ACTIVITY> Going down the data below, set down exactly the line with "self.check_all().await;" and each line after it through the line with "for backend in backends"; no other lines.
Segment Open
//! HTTP submission and verification API.

pub mod claims;
pub mod config;
pub mod error;
mod handlers;
pub mod middleware;
pub mod rate_limiter;
pub mod request;
mod server;
mod state;

pub use claims::{Claims, TokenError, TokenIssuer};
pub use config::{ApiConfig, ApiUser, RateLimitConfig};
pub use error::{ApiError, ServerError};
pub use rate_limiter::RateLimiter;
pub use server::{ApiServer, router};
pub use state::ApiState;
//! Errors raised while setting up the SMTP listener.

use std::io;

use thiserror::Error;

/// Errors that can occur while preparing or performing implicit TLS.
#[derive(Debug, Error)]
pub enum TlsError {
    #[error("I/O error: {0}")]
    Io(#[from] io::Error),

    /// Failed to load the certificate chain.
    #[error("Failed to load TLS certificate from {path}: {source}")]
    CertificateLoad {
        path: String,
        #[source]
        source: io::Error,
    },

    /// Failed to load the private key.
    #[error("Failed to load TLS private key from {path}: {reason}")]
    KeyLoad { path: String, reason: String },

    /// The handshake completed without negotiating a version or cipher.
    #[error("Negotiated {0} is unavailable")]
    ProtocolInfoMissing(&'static str),

    #[error("TLS error: {0}")]
    Rustls(String),
}

impl From<tokio_rustls::rustls::Error> for TlsError {
    fn from(err: tokio_rustls::rustls::Error) -> Self {
        Self::Rustls(err.to_string())
    }
}

/// Errors that stop the listener from serving.
#[derive(Debug, Error)]
pub enum ListenerError {
    #[error("Unable to bind {address}: {source}")]
    Bind {
        address: std::net::SocketAddr,
        #[source]
        source: io::Error,
    },

    #[error("Unable to accept connection: {0}")]
    Accept(#[source] io::Error),

    #[error(transparent)]
    Tls(#[from] TlsError),
}

pub type TlsResult<T> = std::result::Result<T, TlsError>;
//! Load balancer (v1)
//!
//! # Architecture Overview
//!
//! ```text
//!                      ┌──────────────────────────────────────────────┐
//!                      │                LOAD BALANCER                  │
//!   POST /register     │  ┌──────────────┐       ┌────────────────┐    │
//!  ────────────────────┼─▶│ registration │──────▶│                │    │
//!                      │  └──────────────┘       │    registry    │    │
//!   GET /hello         │  ┌──────────────┐ next  │ (round-robin)  │    │
//!  ────────────────────┼─▶│  dispatcher  │◀─────▶│                │    │
//!  ◀───────────────────┼──│              │ live  └───────▲────────┘    │
//!                      │  └──────┬───────┘               │ probe/evict │
//!                      │         │ GET /hello    ┌───────┴────────┐    │
//!                      │         │               │ health monitor │    │
//!                      │         ▼               └───────┬────────┘    │
//!                      └─────────┼───────────────────────┼─────────────┘
//!                                ▼                       ▼ GET /health
//!                             backends ◀─────────────────┘
//! ```

use clap::Parser;
use std::path::PathBuf;
use tokio::net::TcpListener;

use loadbalancer::config::{loader, ProxyConfig};
use loadbalancer::lifecycle::{signals, Shutdown};
use loadbalancer::observability::{logging, metrics};
use loadbalancer::HttpServer;

#[derive(Parser)]
#[command(name = "loadbalancer")]
#[command(about = "Round-robin load balancer with dynamic backend registration", long_about = None)]
struct Cli {
    /// TOML configuration file. Defaults apply when omitted.
    #[arg(short, long)]
    config: Option<PathBuf>,

    /// Override `listener.bind_address`.
    #[arg(short, long)]
    bind: Option<String>,

    /// Override `observability.log_level`.
    #[arg(long)]
    log_level: Option<String>,
}

#[tokio::main]
async fn main() -> Result<(), Box<dyn std::error::Error>> {
    let cli = Cli::parse();

    let mut config = match &cli.config {
        Some(path) => loader::load_config(path)?,
        None => ProxyConfig::default(),
    };
    if let Some(bind) = cli.bind {
        config.listener.bind_address = bind;
    }
    if let Some(level) = cli.log_level {
        config.observability.log_level = level;
    }

    logging::init(&config.observability.log_level);

    tracing::info!("loadbalancer v{} starting", env!("CARGO_PKG_VERSION"));
    tracing::info!(
        bind_address = %config.listener.bind_address,
        health_interval_secs = config.health_check.interval_secs,
        health_timeout_secs = config.health_check.timeout_secs,
        max_tries = config.health_check.max_tries,
        "Configuration loaded"
    );

    if config.observability.metrics_enabled {
        match config.observability.metrics_address.parse() {
            Ok(addr) => {
                if let Err(e) = metrics::init_metrics(addr) {
                    tracing::error!(error = %e, "Failed to start metrics exporter");
                }
            }
            Err(_) => tracing::error!(
                metrics_address = %config.observability.metrics_address,
                "Failed to parse metrics address"
            ),
        }
    }

    // Failing to bind is fatal.
    let listener = TcpListener::bind(&config.listener.bind_address).await?;
    tracing::info!(address = %listener.local_addr()?, "Listening for connections");

    let shutdown = Shutdown::new();
    signals::spawn_signal_listener(shutdown.clone());

    let server = HttpServer::new(config);
    server.run(listener, shutdown).await?;

    tracing::info!("Shutdown complete");
    Ok(())
}
//! Configuration management subsystem.
//!
//! # Data Flow
//! ```text
//! config file (TOML)
//!     → loader.rs (parse & deserialize)
//!     → validation.rs (semantic checks)
//!     → ProxyConfig (validated, immutable)
//!     → cloned into each subsystem at startup
//! ```
//!
//! # Design Decisions
//! - Config is immutable once loaded; changes require a restart
//! - All fields have defaults to allow minimal configs
//! - Validation separates syntactic (serde) from semantic checks

pub mod loader;
pub mod schema;
pub mod validation;

pub use schema::ProxyConfig;
pub use schema::ListenerConfig;
pub use schema::HealthCheckConfig;
pub use schema::ProxyPathConfig;
pub use schema::RegistrationConfig;
pub use schema::ObservabilityConfig;
pub use schema::AdminConfig;
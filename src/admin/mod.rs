//! Read-only inspection of the registry, mounted under `/admin` when enabled.

pub mod auth;
pub mod handlers;

use axum::{middleware, routing::get, Router};

use self::auth::admin_auth_middleware;
use self::handlers::*;
use crate::http::server::AppState;

pub fn setup_admin_router(state: AppState) -> Router {
    Router::new()
        .route("/admin/status", get(get_status))
        .route("/admin/backends", get(get_backends))
        .route_layer(middleware::from_fn_with_state(state.clone(), admin_auth_middleware))
        .with_state(state)
}
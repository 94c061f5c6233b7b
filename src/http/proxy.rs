//! Request dispatcher for the public path.
//!
//! # Flow
//! ```text
//! log request → registry.next_live() → GET <backend>/<upstream_path>
//!     → 200: promote backend, stream body back
//!     → anything else: generic 500, backend state untouched
//! ```
//!
//! The inbound method and path are not forwarded; every request becomes a
//! GET of the configured upstream path.

use std::time::Instant;

use axum::{
    body::Body,
    extract::State,
    http::{header, Method, Request, StatusCode, Uri},
    response::Response,
};
use futures_util::TryStreamExt;
use hyper::body::Incoming;
use tokio::time;

use crate::error::BalancerError;
use crate::http::{request, response, server::AppState};
use crate::observability::metrics;

pub async fn proxy_handler(State(state): State<AppState>, request: Request<Body>) -> Response {
    let start = Instant::now();
    request::log_request(&request);

    match dispatch(&state).await {
        Ok(response) => {
            metrics::record_request("success", StatusCode::OK.as_u16(), start);
            response
        }
        Err(e) => {
            metrics::record_request(e.kind(), StatusCode::INTERNAL_SERVER_ERROR.as_u16(), start);
            response::internal_error(&e)
        }
    }
}

/// Pick a live backend, forward the GET and build the streamed response.
pub async fn dispatch(state: &AppState) -> Result<Response, BalancerError> {
    let backend = state.registry.next_live()?;
    let target = backend.endpoint(&state.proxy.upstream_path)?;
    let target_str = target.to_string();

    let upstream_error = |reason: String| BalancerError::Upstream {
        url: target_str.clone(),
        reason,
    };

    let uri: Uri = target
        .as_str()
        .parse()
        .map_err(|e| upstream_error(format!("invalid uri: {}", e)))?;
    let outbound = Request::builder()
        .method(Method::GET)
        .uri(uri)
        .body(Body::empty())
        .map_err(|e| upstream_error(format!("failed to build request: {}", e)))?;

    tracing::debug!(backend = %backend.url(), target = %target_str, "Forwarding request");

    let timeout = state.proxy.upstream_timeout();
    let upstream: axum::http::Response<Incoming> = match time::timeout(timeout, state.client.request(outbound)).await {
        Ok(Ok(response)) => response,
        Ok(Err(e)) => return Err(upstream_error(e.to_string())),
        Err(_) => {
            return Err(BalancerError::UpstreamTimeout {
                url: target_str.clone(),
                timeout,
            })
        }
    };

    // Dropping `upstream` on the error path closes its body.
    if upstream.status() != StatusCode::OK {
        return Err(BalancerError::UpstreamStatus {
            url: target_str.clone(),
            status: upstream.status().as_u16(),
        });
    }

    backend.mark_alive();

    let (parts, body) = upstream.into_parts();
    let stream_url = target_str.clone();
    let stream = Body::new(body).into_data_stream().inspect_err(move |e| {
        tracing::error!(url = %stream_url, error = %e, "Upstream body failed mid-stream");
    });

    let mut builder = axum::http::Response::builder().status(StatusCode::OK);
    if let Some(content_type) = parts.headers.get(header::CONTENT_TYPE) {
        builder = builder.header(header::CONTENT_TYPE, content_type.clone());
    }
    builder
        .body(Body::from_stream(stream))
        .map_err(|e| upstream_error(format!("failed to build response: {}", e)))
}
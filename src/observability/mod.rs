//! Observability subsystem.
//!
//! # Data Flow
//! ```text
//! All subsystems produce:
//!     → logging.rs (structured log events via `tracing`)
//!     → metrics.rs (counters, gauges, histograms via `metrics`)
//!
//! Consumers:
//!     → stdout (fmt layer)
//!     → Metrics endpoint (Prometheus scrape, optional)
//! ```

pub mod logging;
pub mod metrics;
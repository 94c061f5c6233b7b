//! Demo backend: serves the proxied path and the health path, and
//! announces itself to the balancer on startup.

pub mod registration;
pub mod server;

pub use registration::{advertised_url, register, RegistrationError};
pub use server::router;
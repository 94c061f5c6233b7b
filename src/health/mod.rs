//! Health checking subsystem.
//!
//! # Data Flow
//! ```text
//! Active health checks (active.rs):
//!     Periodic timer
//!     → Snapshot registry
//!     → Probe each backend concurrently
//!     → Update record via state.rs
//!     → Evict records marked for removal
//! ```
//!
//! # Design Decisions
//! - Only the monitor demotes a backend; the dispatcher may only promote
//! - Health state is per-backend, guarded by the record's own lock
//! - A malformed payload is neither success nor failure

pub mod active;
pub mod state;

pub use active::HealthMonitor;
pub use state::{HealthMessage, ProbeOutcome};
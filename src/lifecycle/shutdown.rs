//! Shutdown coordination.

use tokio::sync::broadcast;

/// Coordinator for graceful shutdown.
///
/// The HTTP server and the health monitor each hold a receiver; one
/// `trigger` stops both.
#[derive(Debug, Clone)]
pub struct Shutdown {
    tx: broadcast::Sender<()>,
}

impl Shutdown {
    pub fn new() -> Self {
        let (tx, _) = broadcast::channel(1);
        Self { tx }
    }

    pub fn subscribe(&self) -> broadcast::Receiver<()> {
        self.tx.subscribe()
    }

    /// Signal every subscriber. Safe to call more than once.
    pub fn trigger(&self) {
        let _ = self.tx.send(());
    }

    /// Number of tasks still listening.
    pub fn receiver_count(&self) -> usize {
        self.tx.receiver_count()
    }
}

impl Default for Shutdown {
    fn default() -> Self {
        Self::new()
    }
}

/// Resolve once the coordinator fires or is dropped.
pub async fn wait(mut rx: broadcast::Receiver<()>) {
    let _ = rx.recv().await;
}
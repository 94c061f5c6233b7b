//! Structured logging.
//!
//! Uses `tracing` with an `EnvFilter`: `RUST_LOG` wins, otherwise the
//! configured level applies to this crate and `tower_http`.

use tracing_subscriber::{layer::SubscriberExt, util::SubscriberInitExt, EnvFilter};

/// Filter directive derived from a configured level.
pub fn default_directive(level: &str) -> String {
    format!("loadbalancer={level},tower_http={level}")
}

/// Initialize the global subscriber. Call once at process start.
pub fn init(level: &str) {
    tracing_subscriber::registry()
        .with(
            EnvFilter::try_from_default_env()
                .unwrap_or_else(|_| default_directive(level).into()),
        )
        .with(tracing_subscriber::fmt::layer())
        .init();
}
//! Configuration validation.
//!
//! # Responsibilities
//! - Semantic validation (serde handles syntactic)
//! - Validate value ranges (intervals, timeouts, thresholds > 0)
//! - Detect conflicting routes
//!
//! # Design Decisions
//! - Returns all validation errors, not just first
//! - Validation is pure function: ProxyConfig → Result<(), Vec<ValidationError>>
//! - Runs before config is accepted into the system

use std::net::SocketAddr;
use thiserror::Error;

use crate::config::schema::ProxyConfig;

/// A single semantic problem in a configuration.
#[derive(Debug, Clone, PartialEq, Eq, Error)]
pub enum ValidationError {
    #[error("{field} must be greater than zero")]
    Zero { field: &'static str },

    #[error("{field} must start with '/', got {value:?}")]
    RelativePath { field: &'static str, value: String },

    #[error("{field} is not a socket address: {value:?}")]
    BadAddress { field: &'static str, value: String },

    #[error("route {path:?} is used by both {first} and {second}")]
    RouteConflict {
        path: String,
        first: &'static str,
        second: &'static str,
    },
}

/// Check a configuration, collecting every problem found.
pub fn validate_config(config: &ProxyConfig) -> Result<(), Vec<ValidationError>> {
    let mut errors = Vec::new();

    let health = &config.health_check;
    for (field, value) in [
        ("health_check.interval_secs", health.interval_secs),
        ("health_check.timeout_secs", health.timeout_secs),
        ("health_check.max_tries", u64::from(health.max_tries)),
        ("proxy.upstream_timeout_secs", config.proxy.upstream_timeout_secs),
        ("proxy.request_timeout_secs", config.proxy.request_timeout_secs),
        ("registration.max_body_bytes", config.registration.max_body_bytes as u64),
    ] {
        if value == 0 {
            errors.push(ValidationError::Zero { field });
        }
    }

    let paths = [
        ("proxy.public_path", &config.proxy.public_path),
        ("proxy.upstream_path", &config.proxy.upstream_path),
        ("health_check.path", &health.path),
        ("registration.path", &config.registration.path),
    ];
    for (field, value) in paths {
        if !value.starts_with('/') {
            errors.push(ValidationError::RelativePath {
                field,
                value: value.clone(),
            });
        }
    }

    // Paths served by the balancer itself must not collide.
    let mut served = vec![
        ("proxy.public_path", config.proxy.public_path.as_str()),
        ("registration.path", config.registration.path.as_str()),
    ];
    if config.admin.enabled {
        served.push(("admin", "/admin/status"));
        served.push(("admin", "/admin/backends"));
    }
    for (i, (first, a)) in served.iter().enumerate() {
        for (second, b) in &served[i + 1..] {
            if a == b {
                errors.push(ValidationError::RouteConflict {
                    path: a.to_string(),
                    first: *first,
                    second: *second,
                });
            }
        }
    }

    for (field, value) in [
        ("listener.bind_address", &config.listener.bind_address),
        ("observability.metrics_address", &config.observability.metrics_address),
    ] {
        if value.parse::<SocketAddr>().is_err() {
            errors.push(ValidationError::BadAddress {
                field,
                value: value.clone(),
            });
        }
    }

    if errors.is_empty() {
        Ok(())
    } else {
        Err(errors)
    }
}
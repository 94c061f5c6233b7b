//! Active health checking.
//!
//! # Responsibilities
//! - Periodically probe every registered backend, concurrently
//! - Update backend health state based on results
//! - Evict backends that exhausted their probe budget

use std::sync::Arc;
use std::time::{Duration, Instant};

use axum::body::Body;
use axum::http::{header, Method, Request, Uri};
use hyper_util::{
    client::legacy::{connect::HttpConnector, Client},
    rt::TokioExecutor,
};
use tokio::sync::broadcast;
use tokio::task::{JoinHandle, JoinSet};
use tokio::time::{self, MissedTickBehavior};

use crate::config::HealthCheckConfig;
use crate::health::state::ProbeOutcome;
use crate::load_balancer::{Backend, Registry};
use crate::observability::metrics;

/// Health payloads are tiny; anything larger is not a health payload.
const MAX_HEALTH_BODY: usize = 64 * 1024;

/// Summary of one health-check pass.
#[derive(Debug, Default)]
pub struct TickReport {
    pub probed: usize,
    pub healthy: usize,
    pub failed: usize,
    pub malformed: usize,
    /// Backends already out of attempts when the pass started.
    pub skipped: usize,
    pub evicted: Vec<Arc<Backend>>,
}

pub struct HealthMonitor {
    registry: Arc<Registry>,
    config: HealthCheckConfig,
    client: Client<HttpConnector, Body>,
}

impl HealthMonitor {
    pub fn new(registry: Arc<Registry>, config: HealthCheckConfig) -> Self {
        let client = Client::builder(TokioExecutor::new())
            .build(HttpConnector::new());

        Self {
            registry,
            config,
            client,
        }
    }

    /// Run the monitor on its own task until `shutdown` fires.
    pub fn spawn(self, shutdown: broadcast::Receiver<()>) -> JoinHandle<()> {
        tokio::spawn(self.run(shutdown))
    }

    pub async fn run(self, mut shutdown: broadcast::Receiver<()>) {
        if !self.config.enabled {
            tracing::info!("Active health checks disabled");
            return;
        }

        tracing::info!(
            interval = self.config.interval_secs,
            timeout = self.config.timeout_secs,
            max_tries = self.config.max_tries,
            path = %self.config.path,
            "Health monitor starting"
        );

        let interval = self.config.interval();
        // First probe one full interval after start.
        let mut ticker = time::interval_at(time::Instant::now() + interval, interval);
        ticker.set_missed_tick_behavior(MissedTickBehavior::Delay);

        loop {
            tokio::select! {
                _ = ticker.tick() => {
                    self.check_all().await;
                }
                _ = shutdown.recv() => {
                    tracing::info!("Health monitor received shutdown signal, exiting loop");
                    break;
                }
            }
        }
    }

    /// Probe every backend once, apply the results, then evict.
    pub async fn check_all(&self) -> TickReport {
        // Snapshot under the registry lock; probing holds no registry lock.
        let backends = self.registry.snapshot();
        let mut report = TickReport::default();
        if backends.is_empty() {
            return report;
        }

        let max_tries = self.config.max_tries;
        let timeout = self.config.timeout();
        let mut probes = JoinSet::new();

        for backend in backends {
            if backend.mark_if_exhausted(max_tries) {
                tracing::debug!(url = %backend.url(), "Backend out of revive attempts, skipping probe");
                report.skipped += 1;
                continue;
            }

            let client = self.client.clone();
            let path = self.config.path.clone();
            probes.spawn(async move {
                let outcome = probe(&client, &backend, &path, timeout).await;
                let state = outcome.apply(&backend, max_tries);

                match &outcome {
                    ProbeOutcome::Healthy => {
                        tracing::debug!(url = %backend.url(), "Health check succeeded");
                    }
                    ProbeOutcome::Failed(e) => {
                        tracing::warn!(
                            url = %backend.url(),
                            revive_attempts = state.revive_attempts,
                            marked_for_removal = state.marked_for_removal,
                            error = %e,
                            "Health check failed"
                        );
                    }
                    ProbeOutcome::Malformed(e) => {
                        tracing::warn!(url = %backend.url(), error = %e, "Health check payload malformed, state unchanged");
                    }
                }

                metrics::record_probe(outcome.label());
                metrics::record_backend_health(backend.url().as_str(), !state.is_dead);
                outcome
            });
        }

        // All record locks are released by the time a probe task finishes.
        while let Some(joined) = probes.join_next().await {
            report.probed += 1;
            match joined {
                Ok(ProbeOutcome::Healthy) => report.healthy += 1,
                Ok(ProbeOutcome::Failed(_)) => report.failed += 1,
                Ok(ProbeOutcome::Malformed(_)) => report.malformed += 1,
                Err(e) => tracing::error!(error = %e, "Health probe task panicked"),
            }
        }

        report.evicted = self.registry.evict(Backend::is_marked_for_removal);
        for backend in &report.evicted {
            tracing::info!(url = %backend.url(), id = backend.id(), "Removed backend after repeated failed health checks");
            metrics::record_eviction(backend.url().as_str());
        }
        metrics::record_registry_size(self.registry.len());

        report
    }
}

/// Issue one GET to the backend's health path under a hard deadline.
async fn probe(
    client: &Client<HttpConnector, Body>,
    backend: &Backend,
    path: &str,
    timeout: Duration,
) -> ProbeOutcome {
    let url = match backend.endpoint(path) {
        Ok(url) => url,
        Err(e) => return ProbeOutcome::failed(backend.url(), e.to_string()),
    };

    let uri: Uri = match url.as_str().parse() {
        Ok(uri) => uri,
        Err(e) => return ProbeOutcome::failed(&url, format!("invalid uri: {}", e)),
    };

    let request = match Request::builder()
        .method(Method::GET)
        .uri(uri)
        .header(header::USER_AGENT, "loadbalancer-health-check")
        .body(Body::empty())
    {
        Ok(req) => req,
        Err(e) => return ProbeOutcome::failed(&url, format!("failed to build request: {}", e)),
    };

    tracing::debug!(url = %url, "Sending health check");
    let started = Instant::now();

    let response = match time::timeout(timeout, client.request(request)).await {
        Ok(Ok(response)) => response,
        Ok(Err(e)) => return ProbeOutcome::failed(&url, format!("connection error: {}", e)),
        Err(_) => return ProbeOutcome::failed(&url, format!("timed out after {:?}", timeout)),
    };

    let status = response.status();
    if !status.is_success() {
        return ProbeOutcome::failed(&url, format!("non-success status {}", status));
    }

    let remaining = timeout.saturating_sub(started.elapsed());
    let body = Body::new(response.into_body());
    match time::timeout(remaining, axum::body::to_bytes(body, MAX_HEALTH_BODY)).await {
        Ok(Ok(bytes)) => ProbeOutcome::from_payload(&url, &bytes),
        Ok(Err(e)) => ProbeOutcome::malformed(&url, format!("failed to read body: {}", e)),
        Err(_) => ProbeOutcome::failed(&url, format!("timed out after {:?}", timeout)),
    }
}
Segment Closed
WRITTEN RESPONSE>
                    self.check_all().await;
                }
                _ = shutdown.recv() => {
                    tracing::info!("Health monitor received shutdown signal, exiting loop");
                    break;
                }
            }
        }
    }

    /// Probe every backend once, apply the results, then evict.
    pub async fn check_all(&self) -> TickReport {
        // Snapshot under the registry lock; probing holds no registry lock.
        let backends = self.registry.snapshot();
        let mut report = TickReport::default();
        if backends.is_empty() {
            return report;
        }

        let max_tries = self.config.max_tries;
        let timeout = self.config.timeout();
        let mut probes = JoinSet::new();

        for backend in backends {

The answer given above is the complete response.